**Exercise material**

***

//! Feed digest rendering.

mod digest;

pub use digest::{generate_json_digest, generate_markdown_digest};
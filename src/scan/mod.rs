//! Source scanners.
//!
//! Each scanner derives candidate notifications from one CRM source. All
//! scanners are pure functions of (scan context, source data): given the
//! same stores and the same clock they produce the same ids, which is what
//! lets the persisted read/dismissed sets survive rescans. Scanners run in
//! a fixed order so the merged feed is deterministic.

pub mod inbox;
pub mod schedule;
pub mod tasks;

use chrono::NaiveDateTime;

use crate::feed::idset::CappedIdSet;
use crate::models::Notification;
use crate::store::StateStore;

/// Inputs shared by every scanner pass.
pub struct ScanContext<'a> {
    /// Wall-clock instant of the pass.
    pub now: NaiveDateTime,
    /// Ids suppressed by the user. Scanners skip these at derivation time.
    pub dismissed: &'a CappedIdSet,
}

/// Run every scanner in the fixed order and concatenate their output.
///
/// A scanner that finds its source missing or malformed contributes an
/// empty list; it can never fail the pass or affect its neighbors.
pub fn scan_all(store: &dyn StateStore, ctx: &ScanContext<'_>) -> Vec<Notification> {
    let mut out = Vec::new();
    out.extend(schedule::scan(store, ctx));
    out.extend(tasks::scan(store, ctx));
    out.extend(inbox::scan_messages(store, ctx));
    out.extend(inbox::scan_team_chat(store, ctx));
    out.extend(inbox::scan_emails(store, ctx));
    out
}

#[cfg(test)]
pub(crate) mod testutil {
    use chrono::{NaiveDate, NaiveDateTime};

    /// 2024-06-10 09:00, the reference clock used across scanner tests.
    pub fn monday_morning() -> NaiveDateTime {
        NaiveDate::from_ymd_opt(2024, 6, 10)
            .unwrap()
            .and_hms_opt(9, 0, 0)
            .unwrap()
    }
}
//! Markdown and JSON digests of the notification feed.
//!
//! Used by `show` and `watch` to print the current feed. The Markdown
//! digest groups entries by category in feed order; the JSON digest is the
//! raw feed plus summary, for piping into other tools.

use anyhow::Result;
use chrono::NaiveDateTime;
use serde::Serialize;

use crate::models::{Category, FeedSummary, Notification};

/// Categories in the order the digest prints them.
const CATEGORY_ORDER: [Category; 6] = [
    Category::Schedule,
    Category::Task,
    Category::Message,
    Category::Email,
    Category::FollowUp,
    Category::System,
];

/// Generate a Markdown digest of the feed.
pub fn generate_markdown_digest(
    feed: &[Notification],
    summary: &FeedSummary,
    generated_at: NaiveDateTime,
) -> String {
    let mut output = String::new();

    output.push_str("# CareFeed Digest\n\n");
    output.push_str(&format!(
        "Generated {} · {} notifications, {} unread\n\n",
        generated_at.format("%Y-%m-%d %H:%M"),
        summary.total,
        summary.unread
    ));

    if feed.is_empty() {
        output.push_str("All clear — nothing needs attention.\n");
        return output;
    }

    output.push_str(&format!(
        "🟠 High: {} | 🟡 Medium: {} | 🟢 Low: {}\n\n",
        summary.high, summary.medium, summary.low
    ));

    for category in CATEGORY_ORDER {
        let entries: Vec<&Notification> =
            feed.iter().filter(|n| n.category == category).collect();
        if entries.is_empty() {
            continue;
        }

        output.push_str(&format!("## {}\n\n", category));
        for n in entries {
            let read_marker = if n.read { " " } else { "•" };
            output.push_str(&format!(
                "- {} {} **{}** — {} _({})_\n",
                read_marker,
                n.priority.emoji(),
                n.title,
                n.message,
                n.timestamp.format("%Y-%m-%d %H:%M"),
            ));
            if let Some(link) = &n.link {
                output.push_str(&format!("  - open: `{}`\n", link));
            }
            output.push_str(&format!("  - id: `{}`\n", n.id));
        }
        output.push('\n');
    }

    output
}

#[derive(Serialize)]
struct JsonDigest<'a> {
    generated_at: NaiveDateTime,
    summary: &'a FeedSummary,
    notifications: &'a [Notification],
}

/// Generate a JSON digest of the feed.
pub fn generate_json_digest(
    feed: &[Notification],
    summary: &FeedSummary,
    generated_at: NaiveDateTime,
) -> Result<String> {
    let digest = JsonDigest {
        generated_at,
        summary,
        notifications: feed,
    };
    Ok(serde_json::to_string_pretty(&digest)?)
}

#[cfg(test)]
mod tests {
    use super::*;
    use crate::models::Priority;
    use chrono::NaiveDate;

    fn ts() -> NaiveDateTime {
        NaiveDate::from_ymd_opt(2024, 6, 10)
            .unwrap()
            .and_hms_opt(9, 0, 0)
            .unwrap()
    }

    fn sample_feed() -> Vec<Notification> {
        vec![
            Notification::new(
                "appt-a1-starting-soon",
                Category::Schedule,
                "Visit starting soon",
                "Home visit with M. Okafor at 09:20",
                ts(),
                Priority::High,
            )
            .with_link("/schedule/a1"),
            Notification::new(
                "task-t1-due-today",
                Category::Task,
                "Task due today",
                "Care plan review (due 2024-06-10)",
                ts(),
                Priority::Medium,
            ),
        ]
    }

    #[test]
    fn test_markdown_digest_sections() {
        let feed = sample_feed();
        let summary = FeedSummary::from_feed(&feed);
        let md = generate_markdown_digest(&feed, &summary, ts());

        assert!(md.contains("# CareFeed Digest"));
        assert!(md.contains("## Schedule"));
        assert!(md.contains("## Task"));
        assert!(md.contains("Visit starting soon"));
        assert!(md.contains("`appt-a1-starting-soon`"));
        assert!(md.contains("2 notifications, 2 unread"));
    }

    #[test]
    fn test_markdown_digest_empty_feed() {
        let summary = FeedSummary::default();
        let md = generate_markdown_digest(&[], &summary, ts());
        assert!(md.contains("All clear"));
        assert!(!md.contains("##"));
    }

    #[test]
    fn test_json_digest_roundtrips() {
        let feed = sample_feed();
        let summary = FeedSummary::from_feed(&feed);
        let json = generate_json_digest(&feed, &summary, ts()).unwrap();

        let value: serde_json::Value = serde_json::from_str(&json).unwrap();
        assert_eq!(value["summary"]["total"], 2);
        assert_eq!(
            value["notifications"][0]["id"],
            "appt-a1-starting-soon"
        );
        assert_eq!(value["notifications"][0]["priority"], "high");
        assert_eq!(value["notifications"][0]["category"], "schedule");
    }
}
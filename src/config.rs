//! Configuration file handling.
//!
//! This module handles loading and merging configuration from
//! `.carefeed.toml` files.

use anyhow::{Context, Result};
use serde::{Deserialize, Serialize};
use std::path::Path;

/// Root configuration structure.
#[derive(Debug, Clone, Default, Serialize, Deserialize)]
pub struct Config {
    /// General settings.
    #[serde(default)]
    pub general: GeneralConfig,

    /// Feed refresh settings.
    #[serde(default)]
    pub feed: FeedConfig,

    /// Digest rendering settings.
    #[serde(default)]
    pub digest: DigestConfig,
}

/// General application settings.
#[derive(Debug, Clone, Serialize, Deserialize)]
pub struct GeneralConfig {
    /// Directory holding the CRM's synced JSON store.
    #[serde(default = "default_store_dir")]
    pub store_dir: String,

    /// Enable verbose logging by default.
    #[serde(default)]
    pub verbose: bool,
}

impl Default for GeneralConfig {
    fn default() -> Self {
        Self {
            store_dir: default_store_dir(),
            verbose: false,
        }
    }
}

fn default_store_dir() -> String {
    ".carefeed/store".to_string()
}

/// Feed refresh settings.
#[derive(Debug, Clone, Serialize, Deserialize)]
pub struct FeedConfig {
    /// Seconds between periodic recomputes in watch mode.
    #[serde(default = "default_poll_interval")]
    pub poll_interval_secs: u64,
}

impl Default for FeedConfig {
    fn default() -> Self {
        Self {
            poll_interval_secs: default_poll_interval(),
        }
    }
}

fn default_poll_interval() -> u64 {
    30
}

/// Digest rendering settings.
#[derive(Debug, Clone, Serialize, Deserialize)]
pub struct DigestConfig {
    /// Default output format ("markdown" or "json").
    #[serde(default = "default_format")]
    pub format: String,
}

impl Default for DigestConfig {
    fn default() -> Self {
        Self {
            format: default_format(),
        }
    }
}

fn default_format() -> String {
    "markdown".to_string()
}

impl Config {
    /// Load configuration from a file path.
    pub fn load(path: &Path) -> Result<Self> {
        let content = std::fs::read_to_string(path)
            .with_context(|| format!("Failed to read config file: {}", path.display()))?;

        let config: Config = toml::from_str(&content)
            .with_context(|| format!("Failed to parse config file: {}", path.display()))?;

        Ok(config)
    }

    /// Try to load configuration from the default location.
    ///
    /// Returns `Ok(None)` if the file doesn't exist, `Err` if it exists but can't be parsed.
    pub fn load_default() -> Result<Option<Self>> {
        let default_path = Path::new(".carefeed.toml");

        if default_path.exists() {
            Ok(Some(Self::load(default_path)?))
        } else {
            Ok(None)
        }
    }

    /// Merge this configuration with CLI arguments.
    ///
    /// CLI arguments take precedence over config file settings.
    /// This method only overrides config when CLI provides explicit values.
    pub fn merge_with_args(&mut self, args: &crate::cli::Args) {
        if let Some(ref store_dir) = args.store_dir {
            self.general.store_dir = store_dir.display().to_string();
        }

        if let Some(interval) = args.poll_interval {
            self.feed.poll_interval_secs = interval;
        }

        if let Some(format) = args.format {
            self.digest.format = format.to_string();
        }

        // Flags always override
        if args.verbose {
            self.general.verbose = true;
        }
    }

    /// Generate a default configuration file content.
    pub fn default_toml() -> String {
        let config = Config::default();
        toml::to_string_pretty(&config).unwrap_or_else(|_| String::new())
    }
}

#[cfg(test)]
mod tests {
    use super::*;

    #[test]
    fn test_default_config() {
        let config = Config::default();
        assert_eq!(config.general.store_dir, ".carefeed/store");
        assert_eq!(config.feed.poll_interval_secs, 30);
        assert_eq!(config.digest.format, "markdown");
    }

    #[test]
    fn test_parse_config() {
        let toml_content = r#"
[general]
store_dir = "/var/lib/carefeed"
verbose = true

[feed]
poll_interval_secs = 15

[digest]
format = "json"
"#;

        let config: Config = toml::from_str(toml_content).unwrap();
        assert_eq!(config.general.store_dir, "/var/lib/carefeed");
        assert!(config.general.verbose);
        assert_eq!(config.feed.poll_interval_secs, 15);
        assert_eq!(config.digest.format, "json");
    }

    #[test]
    fn test_partial_config_uses_defaults() {
        let config: Config = toml::from_str("[feed]\npoll_interval_secs = 5\n").unwrap();
        assert_eq!(config.feed.poll_interval_secs, 5);
        assert_eq!(config.general.store_dir, ".carefeed/store");
    }

    #[test]
    fn test_default_toml_generation() {
        let toml_str = Config::default_toml();
        assert!(!toml_str.is_empty());
        assert!(toml_str.contains("[general]"));
        assert!(toml_str.contains("[feed]"));
        assert!(toml_str.contains("[digest]"));
    }
}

***

**Description of the task**
Please give again the lines above between the line holding "Configuration file handling." and the line holding "Root configuration structure.", inclusive, exactly as they are and with nothing added.

**Answer for this exercise**
//! Configuration file handling.
//!
//! This module handles loading and merging configuration from
//! `.carefeed.toml` files.

use anyhow::{Context, Result};
use serde::{Deserialize, Serialize};
use std::path::Path;

/// Root configuration structure.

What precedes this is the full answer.